RECORDS FOR THIS EXERCISE —
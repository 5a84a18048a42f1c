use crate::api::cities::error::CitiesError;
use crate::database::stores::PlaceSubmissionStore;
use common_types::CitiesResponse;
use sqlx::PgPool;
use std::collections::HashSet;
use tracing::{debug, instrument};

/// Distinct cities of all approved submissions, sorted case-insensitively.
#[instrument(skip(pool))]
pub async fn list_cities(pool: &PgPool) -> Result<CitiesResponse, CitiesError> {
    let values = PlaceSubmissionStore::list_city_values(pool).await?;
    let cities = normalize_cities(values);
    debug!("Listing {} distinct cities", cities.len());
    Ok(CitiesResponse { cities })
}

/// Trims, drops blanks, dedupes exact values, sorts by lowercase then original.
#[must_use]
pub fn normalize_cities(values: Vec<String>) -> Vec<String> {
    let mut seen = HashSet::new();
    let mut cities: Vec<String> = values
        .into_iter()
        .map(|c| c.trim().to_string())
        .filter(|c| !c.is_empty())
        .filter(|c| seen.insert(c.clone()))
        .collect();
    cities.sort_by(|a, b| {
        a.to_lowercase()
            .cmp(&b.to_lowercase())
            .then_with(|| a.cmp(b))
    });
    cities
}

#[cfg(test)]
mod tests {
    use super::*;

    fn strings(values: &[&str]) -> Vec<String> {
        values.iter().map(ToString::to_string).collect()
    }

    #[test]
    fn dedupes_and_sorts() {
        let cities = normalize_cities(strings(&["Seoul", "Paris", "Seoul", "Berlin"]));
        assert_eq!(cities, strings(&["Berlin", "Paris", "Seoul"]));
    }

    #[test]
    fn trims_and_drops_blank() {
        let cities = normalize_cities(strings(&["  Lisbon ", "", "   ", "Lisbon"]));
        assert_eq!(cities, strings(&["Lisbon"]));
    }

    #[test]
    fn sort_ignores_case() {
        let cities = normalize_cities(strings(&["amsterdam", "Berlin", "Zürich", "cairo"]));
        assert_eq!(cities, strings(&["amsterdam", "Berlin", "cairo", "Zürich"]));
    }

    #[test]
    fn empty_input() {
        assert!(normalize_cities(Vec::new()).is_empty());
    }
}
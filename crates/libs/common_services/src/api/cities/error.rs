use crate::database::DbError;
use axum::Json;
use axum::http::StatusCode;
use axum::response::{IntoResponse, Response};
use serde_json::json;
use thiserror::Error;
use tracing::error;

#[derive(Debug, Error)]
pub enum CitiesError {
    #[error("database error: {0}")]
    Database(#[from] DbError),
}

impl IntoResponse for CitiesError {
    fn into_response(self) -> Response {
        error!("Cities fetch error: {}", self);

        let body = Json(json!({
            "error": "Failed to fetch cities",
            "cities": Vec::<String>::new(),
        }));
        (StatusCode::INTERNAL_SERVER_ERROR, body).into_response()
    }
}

...

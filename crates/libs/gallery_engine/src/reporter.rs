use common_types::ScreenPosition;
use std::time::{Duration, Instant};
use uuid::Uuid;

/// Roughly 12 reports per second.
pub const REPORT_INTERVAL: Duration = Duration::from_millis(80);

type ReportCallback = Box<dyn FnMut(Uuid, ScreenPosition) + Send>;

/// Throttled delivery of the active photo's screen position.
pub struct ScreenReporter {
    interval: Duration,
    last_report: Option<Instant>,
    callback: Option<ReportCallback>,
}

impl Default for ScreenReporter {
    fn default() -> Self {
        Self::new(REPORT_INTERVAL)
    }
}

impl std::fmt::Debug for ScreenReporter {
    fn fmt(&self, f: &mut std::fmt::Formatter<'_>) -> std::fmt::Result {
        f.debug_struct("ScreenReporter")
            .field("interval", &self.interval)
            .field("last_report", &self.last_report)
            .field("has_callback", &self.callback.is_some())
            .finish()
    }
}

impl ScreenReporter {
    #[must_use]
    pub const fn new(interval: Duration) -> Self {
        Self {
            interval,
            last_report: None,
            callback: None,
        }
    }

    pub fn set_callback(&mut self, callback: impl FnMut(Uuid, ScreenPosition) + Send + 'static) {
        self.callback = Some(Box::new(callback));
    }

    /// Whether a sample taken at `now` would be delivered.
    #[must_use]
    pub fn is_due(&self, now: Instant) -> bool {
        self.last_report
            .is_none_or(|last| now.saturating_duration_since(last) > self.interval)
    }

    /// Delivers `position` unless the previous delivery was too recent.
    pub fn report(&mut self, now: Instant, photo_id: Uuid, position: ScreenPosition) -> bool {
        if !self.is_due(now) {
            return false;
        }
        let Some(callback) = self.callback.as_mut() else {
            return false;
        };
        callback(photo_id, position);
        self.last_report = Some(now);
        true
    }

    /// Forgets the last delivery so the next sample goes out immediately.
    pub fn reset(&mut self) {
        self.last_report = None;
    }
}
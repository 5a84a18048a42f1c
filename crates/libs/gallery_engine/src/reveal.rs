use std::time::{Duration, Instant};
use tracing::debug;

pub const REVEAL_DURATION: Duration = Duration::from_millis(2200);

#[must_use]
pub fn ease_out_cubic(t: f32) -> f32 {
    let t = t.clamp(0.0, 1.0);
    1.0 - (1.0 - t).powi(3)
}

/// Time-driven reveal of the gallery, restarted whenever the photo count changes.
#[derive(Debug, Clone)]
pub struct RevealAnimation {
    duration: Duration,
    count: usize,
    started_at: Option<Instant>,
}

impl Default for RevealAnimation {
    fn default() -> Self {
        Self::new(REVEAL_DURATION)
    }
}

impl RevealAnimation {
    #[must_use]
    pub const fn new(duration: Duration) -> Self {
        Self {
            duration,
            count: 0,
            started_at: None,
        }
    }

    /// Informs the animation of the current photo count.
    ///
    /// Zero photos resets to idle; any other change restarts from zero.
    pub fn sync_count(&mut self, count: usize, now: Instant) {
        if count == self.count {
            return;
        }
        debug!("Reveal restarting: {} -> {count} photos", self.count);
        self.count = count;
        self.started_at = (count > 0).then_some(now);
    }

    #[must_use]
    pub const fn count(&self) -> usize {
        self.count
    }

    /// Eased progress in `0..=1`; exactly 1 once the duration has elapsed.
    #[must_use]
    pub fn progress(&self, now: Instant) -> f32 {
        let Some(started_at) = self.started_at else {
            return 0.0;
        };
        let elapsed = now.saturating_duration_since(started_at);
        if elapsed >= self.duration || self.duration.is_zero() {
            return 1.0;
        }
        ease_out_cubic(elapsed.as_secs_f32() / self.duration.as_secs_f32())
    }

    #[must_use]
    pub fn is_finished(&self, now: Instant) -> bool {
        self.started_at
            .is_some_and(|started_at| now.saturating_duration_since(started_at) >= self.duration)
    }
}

EXERCISE DETAILS — Using the records above, report the number of lines that include the string "axum", with nothing added.

SOLUTION TO THIS EXERCISE — 3